= Task prompt =
Among the entries, find the lines with the string "inference" and report them.

= Given entries =
========================
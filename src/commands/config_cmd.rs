//! `config check` and `config show`

use crate::cli::ConfigCommand;
use crate::config::Config;
use crate::error::Result;
use colored::Colorize;

const REDACTED: &str = "<redacted>";

/// Handle configuration commands
///
/// Validation has already run in the entrypoint by the time this is called,
/// so `check` only reports the outcome.
pub fn handle_config(config: &Config, path: &str, command: ConfigCommand) -> Result<()> {
    match command {
        ConfigCommand::Check => {
            println!("{} {}", "Configuration OK:".green(), path);
            println!("  inference chain: {}", config.inference.chain().join(" -> "));
            let surfaces: Vec<&str> = config
                .transport
                .surfaces
                .iter()
                .filter(|s| s.enabled)
                .map(|s| s.id.as_str())
                .collect();
            println!("  surfaces: {}", display_list(&surfaces));
            println!(
                "  filesystem capabilities: {}",
                if config.filesystem_enabled() { "enabled" } else { "disabled" }
            );
            println!(
                "  runtime: {} worker threads, {} blocking threads",
                config.runtime.worker_threads, config.runtime.max_blocking_threads
            );
        }
        ConfigCommand::Show => {
            print!("{}", serde_yaml::to_string(&redacted(config))?);
        }
    }
    Ok(())
}

/// Copy of `config` with inline secrets masked
pub fn redacted(config: &Config) -> Config {
    let mut config = config.clone();
    for backend in config.inference.backends.values_mut() {
        if backend.api_key.is_some() {
            backend.api_key = Some(REDACTED.to_string());
        }
    }
    for surface in &mut config.transport.surfaces {
        if surface.token.is_some() {
            surface.token = Some(REDACTED.to_string());
        }
    }
    config
}

fn display_list(items: &[&str]) -> String {
    if items.is_empty() {
        "none".to_string()
    } else {
        items.join(", ")
    }
}

#[cfg(test)]
mod tests {
    use super::*;

    #[test]
    fn test_redacted_masks_inline_secrets() {
        let mut config = Config::default();
        for backend in config.inference.backends.values_mut() {
            backend.api_key = Some("sk-live".to_string());
        }
        let mut surface = crate::config::SurfaceConfig::console("tg");
        surface.token = Some("123:abc".to_string());
        config.transport.surfaces.push(surface);

        let shown = serde_yaml::to_string(&redacted(&config)).unwrap();
        assert!(!shown.contains("sk-live"));
        assert!(!shown.contains("123:abc"));
        assert!(shown.contains(REDACTED));
    }

    #[test]
    fn test_display_list_empty() {
        assert_eq!(display_list(&[]), "none");
        assert_eq!(display_list(&["a", "b"]), "a, b");
    }
}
========================
= Answer section =
            println!("  inference chain: {}", config.inference.chain().join(" -> "));
    for backend in config.inference.backends.values_mut() {
        for backend in config.inference.backends.values_mut() {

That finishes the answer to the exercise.